Entries provided:
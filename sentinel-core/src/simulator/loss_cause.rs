//! Loss-cause tagging for losing trades.

use std::collections::BTreeSet;

use crate::domain::{Candle, ExitReason, LossTag, Signal};

use super::SimulatorConfig;

/// Tag a losing trade from its pre-trade context and forward window.
///
/// `context` ends with the entry candle. `forward` is the evaluated horizon,
/// including any candles after the exit.
pub fn classify_loss(
    signal: &Signal,
    context: &[Candle],
    forward: &[Candle],
    exit_reason: ExitReason,
    bars_to_exit: usize,
    config: &SimulatorConfig,
) -> BTreeSet<LossTag> {
    let mut tags = BTreeSet::new();
    let sign = signal.direction.sign();

    let start = context.len().saturating_sub(config.context_bars);
    let past = &context[start..];

    if let (Some(first), Some(last)) = (past.first(), past.last()) {
        if past.len() >= 2 {
            let past_move = (last.close - first.close) * sign;
            if past_move < 0.0 {
                tags.insert(LossTag::TrendContinuation);
            }

            let high = past.iter().map(|c| c.high).fold(f64::MIN, f64::max);
            let low = past.iter().map(|c| c.low).fold(f64::MAX, f64::min);
            let mean_close = past.iter().map(|c| c.close).sum::<f64>() / past.len() as f64;
            let span_pct = (high - low) / mean_close * 100.0;
            if mean_close > 0.0 && span_pct < config.range_compression_pct {
                tags.insert(LossTag::RangeWhipsaw);
            }
        }

        if last.volatility_pct() > config.volatility_stop_pct {
            tags.insert(LossTag::VolatilityStop);
        }
    }

    if exit_reason == ExitReason::StopLossHit && forward.len() > bars_to_exit {
        if let Some(final_candle) = forward.last() {
            if (final_candle.close - signal.entry_price) * sign > 0.0 {
                tags.insert(LossTag::StopHunt);
            }
        }
    }

    tags
}

#[cfg(test)]
mod tests {
    use super::*;
    use crate::domain::{Direction, Timeframe};
    use chrono::TimeZone;

    fn candles(rows: &[(f64, f64, f64, f64)]) -> Vec<Candle> {
        let base = chrono::Utc.with_ymd_and_hms(2024, 1, 2, 0, 0, 0).unwrap();
        rows.iter()
            .enumerate()
            .map(|(i, &(open, high, low, close))| Candle {
                timestamp: base + chrono::TimeDelta::hours(i as i64),
                open,
                high,
                low,
                close,
                volume: 1000.0,
            })
            .collect()
    }

    fn stop_tags(context: &[Candle], forward: &[Candle]) -> BTreeSet<LossTag> {
        let config = SimulatorConfig::default();
        classify_loss(&long_signal(), context, forward, ExitReason::StopLossHit, 1, &config)
    }

    fn long_signal() -> Signal {
        Signal {
            symbol: "ETHUSDT".into(),
            timeframe: Timeframe::H1,
            direction: Direction::Long,
            confidence: 60.0,
            entry_price: 100.0,
            stop_loss: 98.0,
            take_profit: 103.0,
            reasoning: vec![],
            source_analyst: "test".into(),
            generated_at: chrono::Utc.with_ymd_and_hms(2024, 1, 2, 4, 0, 0).unwrap(),
        }
    }

    #[test]
    fn falling_knife_is_trend_continuation() {
        let context = candles(&[
            (110.0, 111.0, 107.0, 108.0),
            (108.0, 109.0, 104.0, 105.0),
            (105.0, 106.0, 101.0, 102.0),
            (102.0, 103.0, 99.5, 100.0),
        ]);
        let tags = stop_tags(&context, &[]);
        assert!(tags.contains(&LossTag::TrendContinuation));
        assert!(!tags.contains(&LossTag::RangeWhipsaw));
    }

    #[test]
    fn compressed_range_is_whipsaw() {
        let context = candles(&[
            (100.0, 100.4, 99.8, 100.2),
            (100.2, 100.5, 99.9, 100.3),
            (100.3, 100.6, 99.9, 100.4),
        ]);
        let tags = stop_tags(&context, &[]);
        assert_eq!(tags, BTreeSet::from([LossTag::RangeWhipsaw]));
    }

    #[test]
    fn wide_entry_candle_is_volatility_stop() {
        let context = candles(&[(100.0, 101.0, 99.0, 100.5), (100.5, 104.0, 99.0, 101.0)]);
        let tags = stop_tags(&context, &[]);
        assert!(tags.contains(&LossTag::VolatilityStop));
    }

    #[test]
    fn recovery_after_stop_is_stop_hunt() {
        let forward = candles(&[(100.0, 100.5, 97.5, 98.5), (98.5, 101.5, 98.0, 101.0)]);
        let tags = stop_tags(&[], &forward);
        assert_eq!(tags, BTreeSet::from([LossTag::StopHunt]));

        // No candles after the exit: nothing to judge.
        let tags = stop_tags(&[], &forward[..1]);
        assert!(tags.is_empty());
    }
}
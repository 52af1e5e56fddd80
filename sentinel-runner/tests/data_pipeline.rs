//! Integration tests: providers, config files and the evaluation pipeline.

use std::io::Write;
use std::sync::Arc;

use chrono::{DateTime, TimeDelta, TimeZone, Utc};
use sentinel_core::domain::{BookLevel, Candle, Direction, OrderBookSnapshot, Position, Timeframe};
use sentinel_core::scoring::{FilterStep, ScoreDecision};
use sentinel_core::simulator::Horizon;
use sentinel_runner::{
    load_candles_csv, Council, CouncilConfig, InMemoryLedger, InMemoryProvider, MarketDataProvider,
    Pipeline, PositionLedger, RunnerConfig,
};

// ──────────────────────────────────────────────
// Helpers
// ──────────────────────────────────────────────

fn t0() -> DateTime<Utc> {
    Utc.with_ymd_and_hms(2024, 2, 5, 0, 0, 0).unwrap()
}

/// 80 quiet hourly candles then a high-volume flush.
fn flush_series() -> Vec<Candle> {
    let mut candles: Vec<Candle> = (0..80)
        .map(|i| {
            let close = 100.0 + (i as f64 * 0.7).sin() * 0.4;
            Candle {
                timestamp: t0() + TimeDelta::hours(i),
                open: close + 0.1,
                high: close + 0.5,
                low: close - 0.5,
                close,
                volume: 1_000.0,
            }
        })
        .collect();
    let prev = candles[79].close;
    candles.push(Candle {
        timestamp: t0() + TimeDelta::hours(80),
        open: prev,
        high: prev + 0.2,
        low: prev * 0.95,
        close: prev * 0.955,
        volume: 4_000.0,
    });
    candles
}

fn book(mid: f64) -> OrderBookSnapshot {
    OrderBookSnapshot::new(
        vec![BookLevel::new(mid - 0.1, 40.0), BookLevel::new(mid - 0.2, 30.0)],
        vec![BookLevel::new(mid + 0.1, 10.0), BookLevel::new(mid + 0.2, 10.0)],
    )
}

// ──────────────────────────────────────────────
// Pipeline
// ──────────────────────────────────────────────

#[test]
fn flush_through_provider_emits_long_with_consensus() {
    let candles = flush_series();
    let mid = candles[candles.len() - 1].close;
    let mut provider = InMemoryProvider::new();
    provider.insert_candles("ETHUSDT", Timeframe::H1, candles);
    provider.insert_order_book("ETHUSDT", book(mid));

    let config = RunnerConfig::balanced().unwrap();
    let pipeline = Pipeline::from_config(&config.system)
        .unwrap()
        .with_council(Council::standard(CouncilConfig::default()).unwrap());

    let eval = pipeline.evaluate_from(&provider, "ETHUSDT", Timeframe::H1).unwrap();

    assert_eq!(eval.decision.direction(), Direction::Long);
    let ScoreDecision::Signal(scored) = &eval.decision else {
        panic!("expected a signal, got {:?}", eval.decision.trace());
    };
    assert!(scored.signal.levels_ordered());
    assert!(eval.bundle.order_book_imbalance.is_some_and(|i| i > 0.0));

    let consensus = eval.consensus.expect("council attached");
    assert_eq!(consensus.opinions.len(), 6);
    assert!(consensus.opinions.iter().all(|o| o.recommendation.is_some()));
}

#[test]
fn quiet_market_holds_without_council() {
    let candles: Vec<Candle> = flush_series()[..80].to_vec();
    let pipeline = Pipeline::from_config(&RunnerConfig::balanced().unwrap().system).unwrap();

    let eval = pipeline.evaluate("ETHUSDT", Timeframe::H1, &candles, None).unwrap();

    assert_eq!(eval.decision.signal(), None);
    assert!(eval.consensus.is_none());
    assert!(!eval.decision.trace().is_empty());
}

#[test]
fn unknown_series_surfaces_load_error() {
    let provider = InMemoryProvider::new();
    let pipeline = Pipeline::from_config(&RunnerConfig::balanced().unwrap().system).unwrap();
    let err = pipeline.evaluate_from(&provider, "NOPE", Timeframe::H1).unwrap_err();
    assert!(err.to_string().contains("NOPE"));
}

// ──────────────────────────────────────────────
// Ledger feeding the validator
// ──────────────────────────────────────────────

#[test]
fn ledger_position_unlocks_add_intent() {
    let candles = flush_series();
    let pipeline = Pipeline::from_config(&RunnerConfig::balanced().unwrap().system).unwrap();
    let eval = pipeline.evaluate("SOLUSDT", Timeframe::H1, &candles, None).unwrap();
    let price = eval.bundle.close;

    let ledger = InMemoryLedger::new();
    let validator = sentinel_core::validator::SignalValidator::new(Default::default()).unwrap();
    let text = format!("increase position at ${price:.2}");

    let held = ledger.get_open_position("SOLUSDT");
    let without = validator.validate_text(&text, &eval.bundle, Some(&eval.regime), held.as_ref());
    assert!(without.has_hard_fail());
    assert!(without.corrected.is_none());

    ledger.open(Position {
        symbol: "SOLUSDT".into(),
        direction: Direction::Long,
        entry_price: price * 1.05,
        size: 3.0,
        stop_loss: None,
        take_profit: None,
    });
    let held = ledger.get_open_position("SOLUSDT");
    let with = validator.validate_text(&text, &eval.bundle, Some(&eval.regime), held.as_ref());
    assert!(!with.has_hard_fail());
    assert_eq!(with.corrected.map(|o| o.direction), Some(Direction::Long));
}

// ──────────────────────────────────────────────
// Ledger feeding risk sizing
// ──────────────────────────────────────────────

fn long_position(symbol: &str, notional: f64) -> Position {
    Position {
        symbol: symbol.into(),
        direction: Direction::Long,
        entry_price: 100.0,
        size: notional / 100.0,
        stop_loss: None,
        take_profit: None,
    }
}

#[test]
fn open_exposure_shrinks_then_blocks_new_signals() {
    let candles = flush_series();
    let system = RunnerConfig::balanced().unwrap().system;
    let ledger = Arc::new(InMemoryLedger::new());
    let pipeline = Pipeline::from_config(&system).unwrap().with_ledger(ledger.clone());

    let decide = || {
        pipeline
            .evaluate("SOLUSDT", Timeframe::H1, &candles, None)
            .unwrap()
            .decision
    };

    let ScoreDecision::Signal(free) = decide() else {
        panic!("flush should signal with a flat ledger");
    };

    // Balanced cap: 220 capital at 5x leaves 1100 notional per symbol.
    ledger.open(long_position("SOLUSDT", 1095.0));
    assert_eq!(pipeline.open_notional("SOLUSDT"), 1095.0);
    let ScoreDecision::Signal(partial) = decide() else {
        panic!("headroom remains, expected a signal");
    };
    assert!((partial.risk.notional - 5.0).abs() < 1e-9);
    assert!(partial.risk.position_size < free.risk.position_size);

    ledger.open(long_position("SOLUSDT", 1100.0));
    match decide() {
        ScoreDecision::Hold(rejection) => assert_eq!(rejection.failed_step, FilterStep::Risk),
        ScoreDecision::Signal(_) => panic!("exposure cap reached, expected HOLD"),
    }

    // Other symbols are sized independently.
    assert_eq!(pipeline.open_notional("ETHUSDT"), 0.0);
}

// ──────────────────────────────────────────────
// Files
// ──────────────────────────────────────────────

#[test]
fn csv_candles_load_into_provider() {
    let dir = tempfile::tempdir().unwrap();
    let path = dir.path().join("eth_1h.csv");
    let mut file = std::fs::File::create(&path).unwrap();
    writeln!(file, "timestamp,open,high,low,close,volume").unwrap();
    for c in flush_series() {
        writeln!(
            file,
            "{},{},{},{},{},{}",
            c.timestamp.timestamp_millis(),
            c.open,
            c.high,
            c.low,
            c.close,
            c.volume
        )
        .unwrap();
    }
    drop(file);

    let candles = load_candles_csv(&path).unwrap();
    assert_eq!(candles, flush_series());

    let mut provider = InMemoryProvider::new();
    provider.insert_candles("ETHUSDT", Timeframe::H1, candles);
    assert_eq!(provider.get_candles("ETHUSDT", Timeframe::H1, 10).unwrap().len(), 10);
}

#[test]
fn config_file_round_trips() {
    let dir = tempfile::tempdir().unwrap();
    let path = dir.path().join("sentinel.toml");

    let mut config = RunnerConfig::balanced().unwrap();
    config.council.parallel = false;
    config.backtest.horizon = Horizon::Full;
    config.save(&path).unwrap();

    let loaded = RunnerConfig::load(&path).unwrap();
    assert_eq!(loaded, config);
}

#[test]
fn missing_config_file_names_the_path() {
    let dir = tempfile::tempdir().unwrap();
    let path = dir.path().join("absent.toml");
    let err = RunnerConfig::load(&path).unwrap_err();
    assert!(format!("{err:#}").contains("absent.toml"));
}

What the task requires: Search the entries for the word "chrono" and copy every line that holds it.

Your solution:
    use chrono::TimeZone;
        let base = chrono::Utc.with_ymd_and_hms(2024, 1, 2, 0, 0, 0).unwrap();
                timestamp: base + chrono::TimeDelta::hours(i as i64),
            generated_at: chrono::Utc.with_ymd_and_hms(2024, 1, 2, 4, 0, 0).unwrap(),
use chrono::{DateTime, TimeDelta, TimeZone, Utc};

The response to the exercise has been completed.